TASK GOAL:
Pull every line that includes the word "from" out of the data below and copy it.

RECORDS:
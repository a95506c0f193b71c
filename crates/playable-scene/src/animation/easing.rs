//! Easing functions for animation timing.
//!
//! Two curves drive every tween in the playable:
//! - Linear
//! - Overshoot (rise past 1 with a quadratic ease-out, then settle back
//!   linearly)
//!
//! # Usage
//!
//! ```
//! use playable_scene::animation::easing::EasingFunction;
//!
//! let pop = EasingFunction::overshoot(1.2, 0.7);
//! assert!((pop.evaluate(0.7) - 1.2).abs() < 1e-4);
//! assert_eq!(pop.evaluate(1.0), 1.0);
//! ```

/// Easing function for animation timing.
///
/// Maps linear progress (0.0 to 1.0) to eased output. `Overshoot` leaves the
/// 0.0-1.0 range on purpose.
#[derive(Debug, Clone, Copy, PartialEq, Default)]
pub enum EasingFunction {
    /// Linear interpolation (no easing).
    #[default]
    Linear,

    /// Two-phase "pop" curve.
    ///
    /// Until `split` the output rises from 0 to `peak` along a quadratic
    /// ease-out; after `split` it falls linearly from `peak` to 1.
    Overshoot { peak: f32, split: f32 },
}

impl EasingFunction {
    /// Evaluate the easing function at the given progress. Input is clamped
    /// to 0.0-1.0.
    pub fn evaluate(&self, t: f32) -> f32 {
        let t = t.clamp(0.0, 1.0);

        match self {
            Self::Linear => t,
            Self::Overshoot { peak, split } => overshoot(*peak, *split, t),
        }
    }

    /// Overshoot curve peaking at `peak` when progress reaches `split`.
    ///
    /// `split` is clamped to `[0.01, 0.99]` so both phases keep a non-zero
    /// length.
    pub fn overshoot(peak: f32, split: f32) -> Self {
        Self::Overshoot {
            peak,
            split: split.clamp(0.01, 0.99),
        }
    }
}

#[inline]
fn ease_out_quad(t: f32) -> f32 {
    1.0 - (1.0 - t) * (1.0 - t)
}

fn overshoot(peak: f32, split: f32, t: f32) -> f32 {
    if t < split {
        ease_out_quad(t / split) * peak
    } else {
        let pt = (t - split) / (1.0 - split);
        peak + (1.0 - peak) * pt
    }
}

#[cfg(test)]
mod tests {
    use super::*;

    const EPSILON: f32 = 0.001;

    fn approx_eq(a: f32, b: f32) -> bool {
        (a - b).abs() < EPSILON
    }

    #[test]
    fn test_linear() {
        let ease = EasingFunction::Linear;
        assert!(approx_eq(ease.evaluate(0.0), 0.0));
        assert!(approx_eq(ease.evaluate(0.25), 0.25));
        assert!(approx_eq(ease.evaluate(1.0), 1.0));
    }

    #[test]
    fn test_overshoot_trajectory() {
        let pop = EasingFunction::overshoot(1.2, 0.7);

        assert!(approx_eq(pop.evaluate(0.0), 0.0));
        assert!(approx_eq(pop.evaluate(0.35), 0.75 * 1.2));
        assert!(approx_eq(pop.evaluate(0.7), 1.2));
        assert!(approx_eq(pop.evaluate(0.85), 1.1));
        assert!(approx_eq(pop.evaluate(1.0), 1.0));

        // Rising during the first phase, falling during the second
        assert!(pop.evaluate(0.5) < pop.evaluate(0.69));
        assert!(pop.evaluate(0.75) > pop.evaluate(0.95));
    }

    #[test]
    fn test_clamping() {
        let pop = EasingFunction::overshoot(1.2, 0.7);
        assert!(approx_eq(pop.evaluate(-0.5), 0.0));
        assert!(approx_eq(pop.evaluate(1.5), 1.0));
    }

    #[test]
    fn test_default_is_linear() {
        assert_eq!(EasingFunction::default(), EasingFunction::Linear);
    }

    #[test]
    fn test_overshoot_split_is_clamped() {
        assert_eq!(
            EasingFunction::overshoot(1.2, 1.0),
            EasingFunction::Overshoot { peak: 1.2, split: 0.99 }
        );
        let pop = EasingFunction::overshoot(1.2, 0.0);
        assert!(pop.evaluate(0.5).is_finite());
    }
}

EXERCISE ANSWER:
    /// Until `split` the output rises from 0 to `peak` along a quadratic
    /// ease-out; after `split` it falls linearly from `peak` to 1.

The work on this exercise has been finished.